§ Task objective: From the records below, take each line where the string "finished" shows up and copy it.

§ Information supplied:
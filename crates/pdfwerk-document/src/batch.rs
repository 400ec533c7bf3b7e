// SPDX-License-Identifier: PMPL-1.0-or-later
// Copyright (c) 2026 Jonathan D.A. Jewell (hyperpolymath) <jonathan.jewell@open.ac.uk>
//
// Best-effort processing of many files: one failure is recorded and the
// batch moves on.

use std::path::{Path, PathBuf};

use pdfwerk_core::error::Result;
use pdfwerk_core::{BatchResult, CompressionOutcome, CompressionRequest, OutputSuffix, derive_output_path};
use tracing::{info, warn};

use crate::codec::{DocumentCodec, PageRasterizer};
use crate::compress::CompressionStrategy;

/// Apply `job` to each path in order, recording every result.
///
/// Never short-circuits: the returned batch has exactly one entry per input,
/// in input order.
pub fn collect_batch<T, P, F>(paths: &[P], mut job: F) -> BatchResult<T>
where
    P: AsRef<Path>,
    F: FnMut(&Path) -> Result<T>,
{
    let mut batch = BatchResult::new();
    for path in paths {
        let path = path.as_ref();
        let result = job(path);
        if let Err(err) = &result {
            warn!(path = %path.display(), %err, "Batch item failed");
        }
        batch.push(path.to_path_buf(), result);
    }
    info!(
        total = batch.len(),
        succeeded = batch.success_count(),
        failed = batch.failure_count(),
        "Batch finished"
    );
    batch
}

/// Where a batch writes the compressed copy of `input`.
pub fn batch_output_path(input: &Path) -> PathBuf {
    derive_output_path(input, OutputSuffix::BatchCompressed, Some("pdf"))
}

/// Compress every PDF in `paths` to `<stem>_batch_compressed.pdf`.
pub fn run_batch<C, R, P>(
    strategy: &CompressionStrategy<'_, C, R>,
    paths: &[P],
    request: &CompressionRequest,
) -> BatchResult<CompressionOutcome>
where
    C: DocumentCodec + ?Sized,
    R: PageRasterizer + ?Sized,
    P: AsRef<Path>,
{
    collect_batch(paths, |input| {
        strategy.compress(input, &batch_output_path(input), request)
    })
}
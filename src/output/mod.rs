//! Output for crawl results
//!
//! The report goes two places: a JSON file for machines and a short stdout
//! summary for the person who ran the crawl.

mod json;

pub use json::{print_summary, write_json_report};
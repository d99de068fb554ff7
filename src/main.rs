//! linkharvest main entry point
//!
//! This is the command-line interface for the bounded-time link discovery
//! crawler.

use anyhow::Context;
use clap::Parser;
use linkharvest::config::{load_config, FileConfig};
use linkharvest::crawler::run_crawl;
use linkharvest::output::{print_summary, write_json_report};
use std::path::PathBuf;
use tracing_subscriber::EnvFilter;

/// linkharvest: bounded-time link discovery
///
/// Starting from a single seed page, linkharvest follows anchor hrefs for a
/// fixed wall-clock budget and reports every unique link it saw, as a JSON
/// file and a short summary on stdout.
#[derive(Parser, Debug)]
#[command(name = "linkharvest")]
#[command(version)]
#[command(about = "Collect the unique links reachable from a seed URL", long_about = None)]
struct Cli {
    /// Seed URL the crawl starts from (overrides the config file)
    #[arg(value_name = "SEED")]
    seed: Option<String>,

    /// Path to a TOML configuration file
    #[arg(short, long, value_name = "FILE")]
    config: Option<PathBuf>,

    /// Crawl duration in seconds
    #[arg(short, long, value_name = "SECONDS")]
    duration: Option<u64>,

    /// Number of concurrent workers
    #[arg(short, long, value_name = "N")]
    workers: Option<usize>,

    /// Maximum simultaneous HTTP requests
    #[arg(long, value_name = "N")]
    max_connections: Option<usize>,

    /// Per-request fetch timeout in seconds
    #[arg(long, value_name = "SECONDS")]
    fetch_timeout: Option<u64>,

    /// Extra seconds granted to in-flight fetches at the deadline
    #[arg(long, value_name = "SECONDS")]
    grace: Option<u64>,

    /// Restrict discovery to this host and its subdomains
    #[arg(long, value_name = "HOST")]
    scope: Option<String>,

    /// Path the JSON report is written to
    #[arg(short, long, value_name = "FILE")]
    output: Option<PathBuf>,

    /// Increase logging verbosity (-v, -vv, -vvv)
    #[arg(short, long, action = clap::ArgAction::Count)]
    verbose: u8,

    /// Suppress non-error output
    #[arg(short, long, conflicts_with = "verbose")]
    quiet: bool,
}

#[tokio::main]
async fn main() -> Result<(), Box<dyn std::error::Error>> {
    let cli = Cli::parse();

    // Setup logging based on verbosity
    setup_logging(cli.verbose, cli.quiet);

    // Load configuration, then let command-line flags override it
    let mut config = match &cli.config {
        Some(path) => {
            tracing::info!("Loading configuration from: {}", path.display());
            load_config(path)?
        }
        None => FileConfig::default(),
    };
    apply_overrides(&mut config, &cli);

    let report_path = cli
        .output
        .clone()
        .unwrap_or_else(|| PathBuf::from(&config.output.report_path));

    // Run the crawl
    let report = match run_crawl(config.crawl).await {
        Ok(report) => report,
        Err(e) => {
            tracing::error!("Crawl failed: {}", e);
            return Err(e.into());
        }
    };

    write_json_report(&report, &report_path)
        .with_context(|| format!("failed to write report to {}", report_path.display()))?;
    tracing::info!("Report written to: {}", report_path.display());

    if !cli.quiet {
        print_summary(&report);
    }

    Ok(())
}

/// Folds command-line flags over the file configuration
fn apply_overrides(config: &mut FileConfig, cli: &Cli) {
    if let Some(seed) = &cli.seed {
        config.crawl.seed = seed.clone();
    }
    if let Some(duration) = cli.duration {
        config.crawl.duration_ms = duration * 1000;
    }
    if let Some(workers) = cli.workers {
        config.crawl.max_workers = workers;
    }
    if let Some(max_connections) = cli.max_connections {
        config.crawl.max_connections = max_connections;
    }
    if let Some(fetch_timeout) = cli.fetch_timeout {
        config.crawl.fetch_timeout_ms = fetch_timeout * 1000;
    }
    if let Some(grace) = cli.grace {
        config.crawl.grace_ms = grace * 1000;
    }
    if let Some(scope) = &cli.scope {
        config.crawl.scope = Some(scope.clone());
    }
}

/// Sets up the logging/tracing subscriber based on verbosity level
fn setup_logging(verbose: u8, quiet: bool) {
    let filter = if quiet {
        // Only show errors
        EnvFilter::new("error")
    } else {
        match verbose {
            0 => EnvFilter::new("linkharvest=info,warn"),
            1 => EnvFilter::new("linkharvest=debug,info"),
            2 => EnvFilter::new("linkharvest=trace,debug"),
            _ => EnvFilter::new("trace"),
        }
    };

    tracing_subscriber::fmt()
        .with_env_filter(filter)
        .with_target(false)
        .with_thread_ids(false)
        .with_file(false)
        .init();
}
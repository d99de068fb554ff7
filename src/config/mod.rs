//! Configuration module for linkharvest
//!
//! Settings come from an optional TOML file plus command-line overrides;
//! validation runs before any crawl starts.
//!
//! # Example
//!
//! ```no_run
//! use linkharvest::config::load_config;
//! use std::path::Path;
//!
//! let config = load_config(Path::new("config.toml")).unwrap();
//! println!("Crawl will run {} workers", config.crawl.max_workers);
//! ```

mod parser;
mod types;
mod validation;

// Re-export types
pub use types::{CrawlConfig, FileConfig, OutputConfig};

// Re-export parser and validation entry points
pub use parser::load_config;
pub use validation::validate;
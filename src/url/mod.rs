//! URL handling for linkharvest
//!
//! Everything the crawl compares or stores goes through this module first:
//! hrefs are resolved and reduced to one comparable form, and the optional
//! host scope filter decides which discoveries are kept.

mod normalize;
mod scope;

// Re-export main functions
pub use normalize::{canonicalize, normalize_href};
pub use scope::host_in_scope;
use url::Url;

/// Href schemes that can never name a fetchable page
const SKIPPED_SCHEMES: &[&str] = &["javascript:", "mailto:", "tel:", "data:"];

/// Normalizes a raw href against the page it appeared on
///
/// Resolution follows RFC 3986 via [`Url::join`]; the result is then reduced
/// to the crawl's comparable form: fragment removed, scheme and host as the
/// `url` crate parses them (both lowercased), path and query untouched. Two
/// hrefs that name the same page normalize to the same value, and running an
/// already normalized URL through again changes nothing.
///
/// Returns `None` for hrefs that should be discarded rather than crawled:
///
/// - empty or whitespace-only values
/// - fragment-only values (same-page anchors like `#top`)
/// - `javascript:`, `mailto:`, `tel:`, and `data:` hrefs
/// - values that fail to resolve against the base
/// - anything that resolves to a non-http(s) URL
///
/// # Example
///
/// ```
/// use linkharvest::url::normalize_href;
/// use url::Url;
///
/// let base = Url::parse("https://example.com/dir/page").unwrap();
/// let link = normalize_href("../about#team", &base).unwrap();
/// assert_eq!(link.as_str(), "https://example.com/about");
/// ```
pub fn normalize_href(href: &str, base: &Url) -> Option<Url> {
    let href = href.trim();

    // Empty hrefs and same-page anchors point back at the base
    if href.is_empty() || href.starts_with('#') {
        return None;
    }

    if SKIPPED_SCHEMES.iter().any(|s| href.starts_with(s)) {
        return None;
    }

    let mut resolved = base.join(href).ok()?;

    if resolved.scheme() != "http" && resolved.scheme() != "https" {
        return None;
    }

    resolved.set_fragment(None);
    Some(resolved)
}

/// Reduces an already absolute URL to the crawl's comparable form
///
/// Used for the seed, which has no page to resolve against. Applying it to
/// an output of [`normalize_href`] changes nothing.
pub fn canonicalize(url: &Url) -> Option<Url> {
    if url.scheme() != "http" && url.scheme() != "https" {
        return None;
    }

    let mut url = url.clone();
    url.set_fragment(None);
    Some(url)
}
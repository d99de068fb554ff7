//! Crawl engine
//!
//! This module contains the core crawling logic, including:
//! - The frontier queue and dedup set shared by all workers
//! - HTTP fetching with per-request timeouts and error classification
//! - Anchor link extraction
//! - Coordination of the worker pool, the deadline, and the bounded drain
//!
//! [`run_crawl`] is the entry point.

mod coordinator;
mod extractor;
mod fetcher;
mod frontier;

pub use coordinator::{run_crawl, Coordinator, CrawlPhase, CrawlReport};
pub use extractor::extract_links;
pub use fetcher::{build_http_client, fetch_page, FetchError};
pub use frontier::Frontier;
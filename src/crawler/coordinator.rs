//! Crawl coordination
//!
//! The coordinator owns the clock. It seeds the frontier, spawns the worker
//! pool, waits for the wall-clock deadline or for the frontier to drain
//! naturally, then walks the run through a bounded shutdown:
//!
//! Idle -> Running -> Draining -> Done
//!
//! Draining stops new claims immediately and grants whatever is mid-fetch a
//! grace period to finish; anything still running after that is aborted, so
//! the run ends within duration + grace no matter how servers behave. The
//! report is assembled strictly after Done, which is what keeps its count
//! consistent with the set it ships with.

use crate::config::{validate, CrawlConfig};
use crate::crawler::extractor::extract_links;
use crate::crawler::fetcher::{build_http_client, fetch_page, FetchError};
use crate::crawler::frontier::Frontier;
use crate::url::{canonicalize, host_in_scope};
use crate::{ConfigError, LinkharvestError};
use serde::Serialize;
use std::sync::Arc;
use std::time::Duration;
use tokio::sync::Semaphore;
use tokio::task::JoinSet;
use tokio::time::Instant;
use tokio_util::sync::CancellationToken;
use url::Url;

/// How long an idle worker sleeps before re-checking the queue
const IDLE_POLL: Duration = Duration::from_millis(20);

/// How often the coordinator re-checks for natural completion
const COMPLETION_POLL: Duration = Duration::from_millis(25);

/// How often crawl progress is logged
const PROGRESS_INTERVAL: Duration = Duration::from_secs(2);

/// Lifecycle of a crawl run
#[derive(Debug, Clone, Copy, PartialEq, Eq)]
pub enum CrawlPhase {
    /// Constructed but not started
    Idle,
    /// Workers are claiming and fetching
    Running,
    /// No new claims; in-flight fetches get the grace period
    Draining,
    /// Workers stopped, report available
    Done,
}

/// Final result of a crawl run
#[derive(Debug, Clone, Serialize)]
pub struct CrawlReport {
    /// Every unique URL discovered, sorted
    pub unique_links: Vec<String>,
    /// Cardinality of `unique_links`
    pub count: usize,
    /// Wall-clock seconds from start to Done
    pub elapsed_seconds: f64,
}

/// Shared handles each worker runs with
#[derive(Clone)]
struct WorkerContext {
    frontier: Arc<Frontier>,
    client: reqwest::Client,
    connections: Arc<Semaphore>,
    stop: CancellationToken,
    scope: Option<String>,
}

/// Main crawl coordinator structure
pub struct Coordinator {
    config: CrawlConfig,
    frontier: Arc<Frontier>,
    phase: CrawlPhase,
}

impl Coordinator {
    /// Creates a coordinator in the Idle phase
    ///
    /// Fails only on configuration problems; network trouble is a per-page
    /// concern once the crawl runs.
    pub fn new(config: CrawlConfig) -> Result<Self, LinkharvestError> {
        validate(&config)?;

        Ok(Self {
            config,
            frontier: Arc::new(Frontier::new()),
            phase: CrawlPhase::Idle,
        })
    }

    /// Current lifecycle phase
    pub fn phase(&self) -> CrawlPhase {
        self.phase
    }

    /// Runs the crawl to completion and assembles the report
    ///
    /// Returns once the frontier drained naturally or the deadline and
    /// grace period have passed, whichever comes first.
    pub async fn run(&mut self) -> Result<CrawlReport, LinkharvestError> {
        let seed = Url::parse(&self.config.seed)?;
        let seed = canonicalize(&seed).ok_or_else(|| {
            ConfigError::InvalidSeed(format!("'{}' is not a fetchable URL", self.config.seed))
        })?;

        let client = build_http_client(
            self.config.max_connections,
            Duration::from_millis(self.config.fetch_timeout_ms),
        )?;

        let started = Instant::now();
        let deadline = started + Duration::from_millis(self.config.duration_ms);

        self.set_phase(CrawlPhase::Running);
        tracing::info!(
            "Starting crawl from {} with {} workers, {}ms budget",
            seed,
            self.config.max_workers,
            self.config.duration_ms
        );

        // The seed is the first discovery; it counts even if its fetch fails
        self.frontier.try_enqueue(&seed);

        let ctx = WorkerContext {
            frontier: Arc::clone(&self.frontier),
            client,
            connections: Arc::new(Semaphore::new(self.config.max_connections)),
            stop: CancellationToken::new(),
            scope: self.config.scope.clone(),
        };

        let mut workers = JoinSet::new();
        for id in 0..self.config.max_workers {
            workers.spawn(worker_loop(id, ctx.clone()));
        }

        let progress = tokio::spawn(report_progress(
            Arc::clone(&self.frontier),
            ctx.stop.clone(),
        ));

        // Wait for the deadline or for the frontier to drain on its own
        tokio::select! {
            _ = tokio::time::sleep_until(deadline) => {
                tracing::info!("Deadline reached after {:?}", started.elapsed());
            }
            _ = wait_for_idle(Arc::clone(&self.frontier)) => {
                tracing::info!("Frontier drained naturally after {:?}", started.elapsed());
            }
        }

        self.set_phase(CrawlPhase::Draining);
        ctx.stop.cancel();
        drain_workers(&mut workers, Duration::from_millis(self.config.grace_ms)).await;
        let _ = progress.await;

        self.set_phase(CrawlPhase::Done);
        let elapsed = started.elapsed();

        let unique_links = self.frontier.seen_snapshot();
        let count = unique_links.len();
        tracing::info!(
            "Crawl done: {} unique links in {:.2}s",
            count,
            elapsed.as_secs_f64()
        );

        Ok(CrawlReport {
            unique_links,
            count,
            elapsed_seconds: elapsed.as_secs_f64(),
        })
    }

    fn set_phase(&mut self, next: CrawlPhase) {
        tracing::debug!("Phase transition: {:?} -> {:?}", self.phase, next);
        self.phase = next;
    }
}

/// One fetch/extract pipeline
///
/// Runs until the stop token fires. An empty queue is never a reason to
/// exit: the worker naps briefly and looks again, because a sibling may be
/// mid-fetch and about to refill the queue.
async fn worker_loop(id: usize, ctx: WorkerContext) {
    tracing::trace!("Worker {} started", id);

    loop {
        if ctx.stop.is_cancelled() {
            break;
        }

        match ctx.frontier.claim() {
            Some(url) => {
                process_page(&ctx, &url).await;
                ctx.frontier.task_done();
            }
            None => {
                tokio::select! {
                    _ = ctx.stop.cancelled() => break,
                    _ = tokio::time::sleep(IDLE_POLL) => {}
                }
            }
        }
    }

    tracing::trace!("Worker {} stopped", id);
}

/// Fetches one claimed page and feeds its links back into the frontier
async fn process_page(ctx: &WorkerContext, url: &Url) {
    // The connection cap is enforced here; a worker holding a claim but no
    // permit yet backs out cleanly if the crawl starts draining
    let _permit = tokio::select! {
        _ = ctx.stop.cancelled() => return,
        permit = ctx.connections.acquire() => match permit {
            Ok(permit) => permit,
            Err(_) => return,
        },
    };

    let body = match fetch_page(&ctx.client, url.as_str()).await {
        Ok(body) => body,
        Err(e) => {
            // Failed pages stay in the report; they just contribute no links
            match e {
                FetchError::Timeout => tracing::debug!("Fetch timed out: {}", url),
                FetchError::HttpStatus(code) => tracing::debug!("HTTP {} for {}", code, url),
                FetchError::UnsupportedContent(content_type) => {
                    tracing::debug!("Skipping non-HTML content ({}) at {}", content_type, url)
                }
                FetchError::Network(msg) => tracing::debug!("Network error for {}: {}", url, msg),
            }
            return;
        }
    };

    let mut discovered = 0usize;
    for link in extract_links(&body, url) {
        if let Some(scope) = ctx.scope.as_deref() {
            if !host_in_scope(&link, scope) {
                continue;
            }
        }
        if ctx.frontier.try_enqueue(&link) {
            discovered += 1;
        }
    }

    if discovered > 0 {
        tracing::trace!("{} new links from {}", discovered, url);
    }
}

/// Resolves once the frontier is empty with nothing in flight
///
/// Claiming and finishing both happen under the frontier lock, so once the
/// predicate holds it stays held; polling it cheaply is enough.
async fn wait_for_idle(frontier: Arc<Frontier>) {
    loop {
        if frontier.is_idle() {
            return;
        }
        tokio::time::sleep(COMPLETION_POLL).await;
    }
}

/// Gives running workers up to `grace` to finish, then aborts the rest
///
/// Workers stop claiming as soon as the stop token fires, so this wait only
/// covers fetches already in flight. Links they extract before the abort
/// still land in the frontier and count toward the report.
async fn drain_workers(workers: &mut JoinSet<()>, grace: Duration) {
    let drained = tokio::time::timeout(grace, async {
        while workers.join_next().await.is_some() {}
    })
    .await;

    if drained.is_err() {
        tracing::warn!(
            "{} workers still busy after grace period, aborting them",
            workers.len()
        );
        workers.shutdown().await;
    }
}

/// Logs crawl progress until the stop token fires
async fn report_progress(frontier: Arc<Frontier>, stop: CancellationToken) {
    let mut ticker = tokio::time::interval(PROGRESS_INTERVAL);
    // The first tick completes immediately; skip it
    ticker.tick().await;

    loop {
        tokio::select! {
            _ = stop.cancelled() => return,
            _ = ticker.tick() => {
                tracing::info!(
                    "Progress: {} unique links, {} queued",
                    frontier.seen_count(),
                    frontier.queued_count()
                );
            }
        }
    }
}

/// Runs a crawl for the given configuration
///
/// This is the main library entry point. It validates the configuration,
/// performs the bounded-time crawl, and returns the report of everything
/// discovered. Individual fetch failures never surface here; the only error
/// paths are configuration problems and report assembly.
///
/// # Example
///
/// ```no_run
/// use linkharvest::config::CrawlConfig;
/// use linkharvest::crawler::run_crawl;
///
/// # async fn example() -> Result<(), Box<dyn std::error::Error>> {
/// let report = run_crawl(CrawlConfig::new("https://example.com/")).await?;
/// println!("{} links in {:.1}s", report.count, report.elapsed_seconds);
/// # Ok(())
/// # }
/// ```
pub async fn run_crawl(config: CrawlConfig) -> Result<CrawlReport, LinkharvestError> {
    let mut coordinator = Coordinator::new(config)?;
    coordinator.run().await
}
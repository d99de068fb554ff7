use crate::config::types::{CrawlConfig, FileConfig};
use crate::ConfigError;
use url::Url;

/// Validates a fully assembled crawl configuration
///
/// This is the gate every crawl passes through before it starts: the seed
/// must be a fetchable http(s) URL and the numeric limits must be sane.
pub fn validate(config: &CrawlConfig) -> Result<(), ConfigError> {
    validate_seed(&config.seed)?;
    validate_limits(config)?;
    if let Some(scope) = config.scope.as_deref() {
        validate_scope(scope)?;
    }
    Ok(())
}

/// Validates the fields a config file can pin down on its own
///
/// The seed may still arrive from the command line, so an absent seed is not
/// an error here; a present one must parse.
pub fn validate_file(config: &FileConfig) -> Result<(), ConfigError> {
    if !config.crawl.seed.is_empty() {
        validate_seed(&config.crawl.seed)?;
    }
    validate_limits(&config.crawl)?;
    if let Some(scope) = config.crawl.scope.as_deref() {
        validate_scope(scope)?;
    }

    if config.output.report_path.is_empty() {
        return Err(ConfigError::Validation(
            "report-path cannot be empty".to_string(),
        ));
    }

    Ok(())
}

fn validate_seed(seed: &str) -> Result<(), ConfigError> {
    if seed.is_empty() {
        return Err(ConfigError::InvalidSeed(
            "a seed URL is required".to_string(),
        ));
    }

    let url = Url::parse(seed)
        .map_err(|e| ConfigError::InvalidSeed(format!("'{}': {}", seed, e)))?;

    if url.scheme() != "http" && url.scheme() != "https" {
        return Err(ConfigError::InvalidSeed(format!(
            "'{}': only http and https seeds are supported",
            seed
        )));
    }

    if url.host_str().is_none() {
        return Err(ConfigError::InvalidSeed(format!("'{}': missing host", seed)));
    }

    Ok(())
}

fn validate_limits(config: &CrawlConfig) -> Result<(), ConfigError> {
    if config.duration_ms == 0 {
        return Err(ConfigError::Validation(
            "duration-ms must be positive".to_string(),
        ));
    }

    if config.max_workers < 1 || config.max_workers > 512 {
        return Err(ConfigError::Validation(format!(
            "max-workers must be between 1 and 512, got {}",
            config.max_workers
        )));
    }

    if config.max_connections < 1 {
        return Err(ConfigError::Validation(format!(
            "max-connections must be >= 1, got {}",
            config.max_connections
        )));
    }

    if config.fetch_timeout_ms == 0 {
        return Err(ConfigError::Validation(
            "fetch-timeout-ms must be positive".to_string(),
        ));
    }

    // grace-ms may be zero: the deadline then aborts in-flight fetches
    // immediately

    Ok(())
}

/// Validates a scope host suffix
///
/// The scope is a bare host like `wikipedia.org`, not a pattern; subdomain
/// matching is implied.
fn validate_scope(scope: &str) -> Result<(), ConfigError> {
    if scope.is_empty() {
        return Err(ConfigError::Validation(
            "scope cannot be empty".to_string(),
        ));
    }

    if !scope
        .chars()
        .all(|c| c.is_alphanumeric() || c == '.' || c == '-')
    {
        return Err(ConfigError::Validation(format!(
            "scope '{}' contains invalid characters",
            scope
        )));
    }

    if scope.starts_with('.') || scope.ends_with('.') || scope.starts_with('-') || scope.ends_with('-')
    {
        return Err(ConfigError::Validation(format!(
            "scope '{}' cannot start or end with '.' or '-'",
            scope
        )));
    }

    if scope.contains("..") {
        return Err(ConfigError::Validation(format!(
            "scope '{}' cannot contain consecutive dots",
            scope
        )));
    }

    Ok(())
}

#[cfg(test)]
mod tests {
    use super::*;

    #[test]
    fn test_validate_default_config_with_seed() {
        let config = CrawlConfig::new("https://example.com/");
        assert!(validate(&config).is_ok());
    }

    #[test]
    fn test_empty_seed_rejected() {
        let config = CrawlConfig::default();
        let result = validate(&config);
        assert!(matches!(result, Err(ConfigError::InvalidSeed(_))));
    }

    #[test]
    fn test_malformed_seed_rejected() {
        let config = CrawlConfig::new("not a url");
        assert!(matches!(
            validate(&config),
            Err(ConfigError::InvalidSeed(_))
        ));
    }

    #[test]
    fn test_non_http_seed_rejected() {
        let config = CrawlConfig::new("ftp://example.com/");
        assert!(matches!(
            validate(&config),
            Err(ConfigError::InvalidSeed(_))
        ));
    }

    #[test]
    fn test_http_seed_accepted() {
        // Plain http stays valid so local test servers can be crawled
        let config = CrawlConfig::new("http://127.0.0.1:8080/");
        assert!(validate(&config).is_ok());
    }

    #[test]
    fn test_zero_duration_rejected() {
        let mut config = CrawlConfig::new("https://example.com/");
        config.duration_ms = 0;
        assert!(matches!(
            validate(&config),
            Err(ConfigError::Validation(_))
        ));
    }

    #[test]
    fn test_zero_workers_rejected() {
        let mut config = CrawlConfig::new("https://example.com/");
        config.max_workers = 0;
        assert!(validate(&config).is_err());
    }

    #[test]
    fn test_excessive_workers_rejected() {
        let mut config = CrawlConfig::new("https://example.com/");
        config.max_workers = 10_000;
        assert!(validate(&config).is_err());
    }

    #[test]
    fn test_zero_grace_allowed() {
        let mut config = CrawlConfig::new("https://example.com/");
        config.grace_ms = 0;
        assert!(validate(&config).is_ok());
    }

    #[test]
    fn test_scope_validation() {
        let mut config = CrawlConfig::new("https://example.com/");

        config.scope = Some("wikipedia.org".to_string());
        assert!(validate(&config).is_ok());

        config.scope = Some("127.0.0.1".to_string());
        assert!(validate(&config).is_ok());

        config.scope = Some("".to_string());
        assert!(validate(&config).is_err());

        config.scope = Some(".wikipedia.org".to_string());
        assert!(validate(&config).is_err());

        config.scope = Some("wiki..org".to_string());
        assert!(validate(&config).is_err());

        config.scope = Some("wiki pedia.org".to_string());
        assert!(validate(&config).is_err());
    }

    #[test]
    fn test_validate_file_allows_missing_seed() {
        let config = FileConfig::default();
        assert!(validate_file(&config).is_ok());
    }

    #[test]
    fn test_validate_file_rejects_bad_present_seed() {
        let mut config = FileConfig::default();
        config.crawl.seed = "nonsense".to_string();
        assert!(validate_file(&config).is_err());
    }

    #[test]
    fn test_validate_file_rejects_empty_report_path() {
        let mut config = FileConfig::default();
        config.output.report_path = String::new();
        assert!(matches!(
            validate_file(&config),
            Err(ConfigError::Validation(_))
        ));
    }
}
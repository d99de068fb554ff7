//! JSON report output

use crate::crawler::CrawlReport;
use crate::Result;
use std::fs::File;
use std::io::{BufWriter, Write};
use std::path::Path;

/// Writes the crawl report as pretty-printed JSON
///
/// # Arguments
///
/// * `report` - The finished crawl report
/// * `path` - Path the JSON file should be written to
pub fn write_json_report(report: &CrawlReport, path: &Path) -> Result<()> {
    let file = File::create(path)?;
    let mut writer = BufWriter::new(file);

    serde_json::to_writer_pretty(&mut writer, report)?;
    writer.write_all(b"\n")?;
    writer.flush()?;

    Ok(())
}

/// Prints the run summary to stdout
pub fn print_summary(report: &CrawlReport) {
    println!("Count: {}", report.count);
    println!("Elapsed time: {:.2}s", report.elapsed_seconds);
}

§ Answer space:
        "Batch finished"
/// * `report` - The finished crawl report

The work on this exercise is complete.